■ Work order ■
In the data below, which lines hold the word "Result"? Copy them.

━━━ Material provided ━━━

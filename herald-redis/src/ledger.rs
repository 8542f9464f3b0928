//! Dedup ledger on Redis.

use std::time::Duration;

use async_trait::async_trait;
use herald_events::{DedupLedger, DedupRecord, LedgerError};
use tracing::debug;

use crate::{RedisError, RedisPool, Result};

/// Stores one key per (message id, handler name), written with `SET NX` so
/// concurrent consumers of the same message insert it exactly once.
///
/// Keys look like `<prefix>:dedup:<handler>:<message id>` and hold the JSON
/// [`DedupRecord`].
#[derive(Clone)]
pub struct RedisDedupLedger {
    pool: RedisPool,
    prefix: String,
    ttl: Option<Duration>,
    command_timeout: Duration,
}

impl RedisDedupLedger {
    pub fn new(pool: RedisPool, prefix: impl Into<String>) -> Self {
        Self {
            pool,
            prefix: prefix.into(),
            ttl: None,
            command_timeout: Duration::from_secs(30),
        }
    }

    /// Expire records after `ttl`. Redelivery after expiry runs the handler again.
    pub fn with_ttl(mut self, ttl: Option<Duration>) -> Self {
        self.ttl = ttl;
        self
    }

    pub fn with_command_timeout(mut self, timeout: Duration) -> Self {
        self.command_timeout = timeout;
        self
    }

    /// Key holding the record for the pair.
    pub fn key(&self, message_id: &str, handler_name: &str) -> String {
        if self.prefix.is_empty() {
            format!("dedup:{handler_name}:{message_id}")
        } else {
            format!("{}:dedup:{handler_name}:{message_id}", self.prefix)
        }
    }

    /// Stored record for the pair, if any.
    pub async fn get(&self, message_id: &str, handler_name: &str) -> Result<Option<DedupRecord>> {
        let key = self.key(message_id, handler_name);
        let mut conn = self.pool.get().await?;
        let mut cmd = redis::cmd("GET");
        let query = cmd.arg(&key).query_async(&mut *conn);
        let raw: Option<String> = tokio::time::timeout(self.command_timeout, query).await??;
        raw.map(|json| serde_json::from_str(&json).map_err(RedisError::from))
            .transpose()
    }

    async fn exists(&self, key: &str) -> Result<bool> {
        let mut conn = self.pool.get().await?;
        let mut cmd = redis::cmd("EXISTS");
        let query = cmd.arg(key).query_async(&mut *conn);
        let exists: bool = tokio::time::timeout(self.command_timeout, query).await??;
        Ok(exists)
    }

    async fn set_if_absent(&self, key: &str, value: &str) -> Result<bool> {
        let mut cmd = redis::cmd("SET");
        cmd.arg(key).arg(value).arg("NX");
        if let Some(ttl) = self.ttl {
            cmd.arg("EX").arg(ttl.as_secs().max(1));
        }

        let mut conn = self.pool.get().await?;
        // `SET NX` replies OK when it wrote and nil when the key existed.
        let reply: Option<String> =
            tokio::time::timeout(self.command_timeout, cmd.query_async(&mut *conn)).await??;
        Ok(reply.is_some())
    }
}

#[async_trait]
impl DedupLedger for RedisDedupLedger {
    async fn contains(
        &self,
        message_id: &str,
        handler_name: &str,
    ) -> std::result::Result<bool, LedgerError> {
        Ok(self.exists(&self.key(message_id, handler_name)).await?)
    }

    async fn record(&self, record: DedupRecord) -> std::result::Result<bool, LedgerError> {
        let key = self.key(&record.message_id, &record.handler_name);
        let value = serde_json::to_string(&record).map_err(RedisError::from)?;
        let inserted = self.set_if_absent(&key, &value).await?;
        debug!(key = %key, inserted, "Dedup record written");
        Ok(inserted)
    }
}

impl std::fmt::Debug for RedisDedupLedger {
    fn fmt(&self, f: &mut std::fmt::Formatter<'_>) -> std::fmt::Result {
        f.debug_struct("RedisDedupLedger")
            .field("prefix", &self.prefix)
            .field("ttl", &self.ttl)
            .finish()
    }
}
// Error types for configuration loading

use thiserror::Error;

#[derive(Error, Debug)]
pub enum ConfigError {
    #[error("Configuration key not found: {0}")]
    KeyNotFound(String),

    #[error("Failed to load configuration: {0}")]
    LoadError(String),

    #[error("Failed to parse configuration key '{key}': {message}")]
    ParseError { key: String, message: String },

    #[error("Validation error: {0}")]
    ValidationError(String),

    #[error("Environment variable error: {0}")]
    EnvError(#[from] std::env::VarError),
}

impl ConfigError {
    pub(crate) fn parse(key: &str, message: impl Into<String>) -> Self {
        ConfigError::ParseError {
            key: key.to_string(),
            message: message.into(),
        }
    }
}

pub type Result<T> = std::result::Result<T, ConfigError>;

━━━

■ Your solution ■
use crate::{RedisError, RedisPool, Result};
    pub async fn get(&self, message_id: &str, handler_name: &str) -> Result<Option<DedupRecord>> {
    async fn exists(&self, key: &str) -> Result<bool> {
    async fn set_if_absent(&self, key: &str, value: &str) -> Result<bool> {
    ) -> std::result::Result<bool, LedgerError> {
    async fn record(&self, record: DedupRecord) -> std::result::Result<bool, LedgerError> {
    fn fmt(&self, f: &mut std::fmt::Formatter<'_>) -> std::fmt::Result {
pub type Result<T> = std::result::Result<T, ConfigError>;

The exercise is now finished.